--- START ---
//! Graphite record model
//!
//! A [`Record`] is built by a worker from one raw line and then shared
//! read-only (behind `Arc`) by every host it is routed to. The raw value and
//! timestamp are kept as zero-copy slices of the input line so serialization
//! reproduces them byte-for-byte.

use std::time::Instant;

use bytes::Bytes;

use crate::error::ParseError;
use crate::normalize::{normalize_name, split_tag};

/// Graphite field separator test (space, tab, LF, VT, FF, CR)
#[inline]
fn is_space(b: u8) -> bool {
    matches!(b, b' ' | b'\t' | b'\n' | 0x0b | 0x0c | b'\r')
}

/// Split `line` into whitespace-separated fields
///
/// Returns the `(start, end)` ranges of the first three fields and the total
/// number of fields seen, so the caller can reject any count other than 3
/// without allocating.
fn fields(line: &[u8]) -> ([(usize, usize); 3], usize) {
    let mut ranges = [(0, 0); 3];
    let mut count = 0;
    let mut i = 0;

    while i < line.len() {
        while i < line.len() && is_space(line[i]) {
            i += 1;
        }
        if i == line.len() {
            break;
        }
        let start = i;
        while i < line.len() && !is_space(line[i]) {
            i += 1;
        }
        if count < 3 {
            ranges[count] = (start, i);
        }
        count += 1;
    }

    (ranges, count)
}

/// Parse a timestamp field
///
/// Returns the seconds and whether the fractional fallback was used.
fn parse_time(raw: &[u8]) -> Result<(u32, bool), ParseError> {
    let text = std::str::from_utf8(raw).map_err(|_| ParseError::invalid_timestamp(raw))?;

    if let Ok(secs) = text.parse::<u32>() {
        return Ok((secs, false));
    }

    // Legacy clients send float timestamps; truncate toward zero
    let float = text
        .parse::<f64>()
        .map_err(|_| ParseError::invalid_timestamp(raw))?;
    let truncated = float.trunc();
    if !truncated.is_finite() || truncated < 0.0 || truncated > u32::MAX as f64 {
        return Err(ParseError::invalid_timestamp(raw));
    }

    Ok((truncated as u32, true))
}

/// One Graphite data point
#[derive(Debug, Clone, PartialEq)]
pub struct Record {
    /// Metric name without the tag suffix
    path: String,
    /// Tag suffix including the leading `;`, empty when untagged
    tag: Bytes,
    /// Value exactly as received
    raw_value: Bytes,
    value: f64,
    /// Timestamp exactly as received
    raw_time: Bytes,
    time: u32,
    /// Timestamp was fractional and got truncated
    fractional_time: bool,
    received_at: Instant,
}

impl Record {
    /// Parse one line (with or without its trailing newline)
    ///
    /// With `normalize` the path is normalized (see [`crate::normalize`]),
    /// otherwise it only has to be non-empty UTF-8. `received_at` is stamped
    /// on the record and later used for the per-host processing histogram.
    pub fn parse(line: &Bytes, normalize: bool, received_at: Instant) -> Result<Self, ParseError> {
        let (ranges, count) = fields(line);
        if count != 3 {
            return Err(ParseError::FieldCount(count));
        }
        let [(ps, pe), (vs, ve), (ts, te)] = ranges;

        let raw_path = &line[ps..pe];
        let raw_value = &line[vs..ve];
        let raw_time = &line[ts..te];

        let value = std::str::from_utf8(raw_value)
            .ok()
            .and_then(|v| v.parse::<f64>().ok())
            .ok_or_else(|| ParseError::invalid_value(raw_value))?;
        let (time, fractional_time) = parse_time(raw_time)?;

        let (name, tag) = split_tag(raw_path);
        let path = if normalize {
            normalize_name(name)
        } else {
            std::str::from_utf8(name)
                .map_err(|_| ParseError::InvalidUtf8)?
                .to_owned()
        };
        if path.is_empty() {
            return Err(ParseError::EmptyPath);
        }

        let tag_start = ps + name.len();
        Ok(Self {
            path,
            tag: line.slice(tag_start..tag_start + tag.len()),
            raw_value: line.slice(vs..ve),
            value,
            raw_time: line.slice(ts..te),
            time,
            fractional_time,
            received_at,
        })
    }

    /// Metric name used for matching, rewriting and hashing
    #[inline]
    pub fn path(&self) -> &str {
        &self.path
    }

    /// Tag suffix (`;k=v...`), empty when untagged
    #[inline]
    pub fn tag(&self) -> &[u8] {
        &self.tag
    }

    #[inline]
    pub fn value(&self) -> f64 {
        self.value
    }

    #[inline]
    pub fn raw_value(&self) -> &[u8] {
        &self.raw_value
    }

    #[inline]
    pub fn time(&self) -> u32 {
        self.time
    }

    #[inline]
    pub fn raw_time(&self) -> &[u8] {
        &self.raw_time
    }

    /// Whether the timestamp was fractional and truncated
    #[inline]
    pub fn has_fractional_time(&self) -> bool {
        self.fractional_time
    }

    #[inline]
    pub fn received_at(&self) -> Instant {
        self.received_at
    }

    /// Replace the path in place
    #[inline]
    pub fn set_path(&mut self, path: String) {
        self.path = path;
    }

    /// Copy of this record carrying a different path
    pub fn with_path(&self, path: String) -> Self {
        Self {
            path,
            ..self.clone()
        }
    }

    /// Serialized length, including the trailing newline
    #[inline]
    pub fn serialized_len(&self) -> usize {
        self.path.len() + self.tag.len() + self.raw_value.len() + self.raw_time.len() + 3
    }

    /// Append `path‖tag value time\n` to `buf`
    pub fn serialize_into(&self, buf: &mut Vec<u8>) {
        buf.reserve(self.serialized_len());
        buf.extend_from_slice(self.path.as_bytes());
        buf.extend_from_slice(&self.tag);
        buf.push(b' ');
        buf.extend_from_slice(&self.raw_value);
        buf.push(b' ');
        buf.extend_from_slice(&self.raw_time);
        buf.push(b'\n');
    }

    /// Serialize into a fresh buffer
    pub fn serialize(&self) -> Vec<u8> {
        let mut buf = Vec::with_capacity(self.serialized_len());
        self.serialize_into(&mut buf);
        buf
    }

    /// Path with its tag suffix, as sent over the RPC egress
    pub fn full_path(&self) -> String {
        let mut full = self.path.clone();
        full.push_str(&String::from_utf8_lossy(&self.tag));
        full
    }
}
--- END ---
--- START ---
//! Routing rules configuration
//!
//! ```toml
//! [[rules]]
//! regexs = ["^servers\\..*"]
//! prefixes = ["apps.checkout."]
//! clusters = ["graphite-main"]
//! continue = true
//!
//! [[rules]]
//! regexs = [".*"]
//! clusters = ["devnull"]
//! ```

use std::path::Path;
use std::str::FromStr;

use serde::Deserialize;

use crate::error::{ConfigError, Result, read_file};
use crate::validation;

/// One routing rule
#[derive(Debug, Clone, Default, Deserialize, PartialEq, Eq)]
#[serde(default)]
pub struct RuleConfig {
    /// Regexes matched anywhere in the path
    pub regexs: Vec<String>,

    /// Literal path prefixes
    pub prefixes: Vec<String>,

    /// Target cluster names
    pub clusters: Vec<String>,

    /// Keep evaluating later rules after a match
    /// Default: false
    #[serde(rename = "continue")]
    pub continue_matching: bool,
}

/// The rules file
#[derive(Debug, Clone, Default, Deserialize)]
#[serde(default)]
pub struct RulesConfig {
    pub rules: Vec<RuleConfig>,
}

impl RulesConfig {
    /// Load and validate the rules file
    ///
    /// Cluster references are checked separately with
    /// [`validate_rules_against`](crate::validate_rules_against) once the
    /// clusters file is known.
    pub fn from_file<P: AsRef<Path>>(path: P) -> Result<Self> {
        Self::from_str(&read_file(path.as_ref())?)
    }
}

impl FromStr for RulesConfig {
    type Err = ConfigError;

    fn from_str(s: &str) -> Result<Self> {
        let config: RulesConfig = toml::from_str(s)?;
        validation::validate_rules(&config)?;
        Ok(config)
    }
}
--- END ---
--- START ---
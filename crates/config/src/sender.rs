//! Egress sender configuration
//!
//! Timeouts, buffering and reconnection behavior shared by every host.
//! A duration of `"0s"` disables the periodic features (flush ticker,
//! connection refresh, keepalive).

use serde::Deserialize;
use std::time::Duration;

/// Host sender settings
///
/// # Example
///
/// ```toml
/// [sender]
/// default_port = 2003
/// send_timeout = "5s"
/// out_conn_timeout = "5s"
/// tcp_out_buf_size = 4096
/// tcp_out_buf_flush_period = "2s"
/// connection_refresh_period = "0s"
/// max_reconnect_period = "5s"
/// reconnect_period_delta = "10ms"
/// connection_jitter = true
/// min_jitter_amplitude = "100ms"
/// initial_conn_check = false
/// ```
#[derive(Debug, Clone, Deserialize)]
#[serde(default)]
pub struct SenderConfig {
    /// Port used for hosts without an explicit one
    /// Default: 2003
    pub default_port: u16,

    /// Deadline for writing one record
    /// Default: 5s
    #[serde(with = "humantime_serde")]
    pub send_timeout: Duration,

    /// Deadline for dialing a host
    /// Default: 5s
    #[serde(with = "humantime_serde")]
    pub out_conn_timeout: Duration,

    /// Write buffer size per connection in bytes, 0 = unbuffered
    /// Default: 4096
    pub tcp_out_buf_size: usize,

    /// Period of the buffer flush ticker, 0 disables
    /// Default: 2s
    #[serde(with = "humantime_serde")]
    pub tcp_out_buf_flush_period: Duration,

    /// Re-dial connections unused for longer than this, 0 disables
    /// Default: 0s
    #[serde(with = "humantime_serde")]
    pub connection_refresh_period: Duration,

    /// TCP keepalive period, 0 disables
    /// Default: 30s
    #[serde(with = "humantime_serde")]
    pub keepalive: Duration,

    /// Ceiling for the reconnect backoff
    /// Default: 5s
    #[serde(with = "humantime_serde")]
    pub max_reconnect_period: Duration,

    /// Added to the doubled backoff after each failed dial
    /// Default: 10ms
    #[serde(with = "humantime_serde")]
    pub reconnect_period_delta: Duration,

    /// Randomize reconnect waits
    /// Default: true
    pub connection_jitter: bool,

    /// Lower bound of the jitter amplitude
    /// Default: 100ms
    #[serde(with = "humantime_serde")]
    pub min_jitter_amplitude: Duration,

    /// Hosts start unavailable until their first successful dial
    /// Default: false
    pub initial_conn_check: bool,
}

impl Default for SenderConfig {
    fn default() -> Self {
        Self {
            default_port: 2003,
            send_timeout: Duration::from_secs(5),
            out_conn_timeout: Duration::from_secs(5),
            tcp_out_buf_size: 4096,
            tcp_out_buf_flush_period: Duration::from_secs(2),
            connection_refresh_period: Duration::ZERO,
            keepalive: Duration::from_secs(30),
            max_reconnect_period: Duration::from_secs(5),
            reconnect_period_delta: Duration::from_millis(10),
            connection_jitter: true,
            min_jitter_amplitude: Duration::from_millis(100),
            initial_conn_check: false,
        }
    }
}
--- END ---
Exercise directions
Within the listing above, give again exactly every line from the line with "Graphite record model" through the line with "use crate::error::ParseError;", both included, and no other line.

Answer below
//! Graphite record model
//!
//! A [`Record`] is built by a worker from one raw line and then shared
//! read-only (behind `Arc`) by every host it is routed to. The raw value and
//! timestamp are kept as zero-copy slices of the input line so serialization
//! reproduces them byte-for-byte.

use std::time::Instant;

use bytes::Bytes;

use crate::error::ParseError;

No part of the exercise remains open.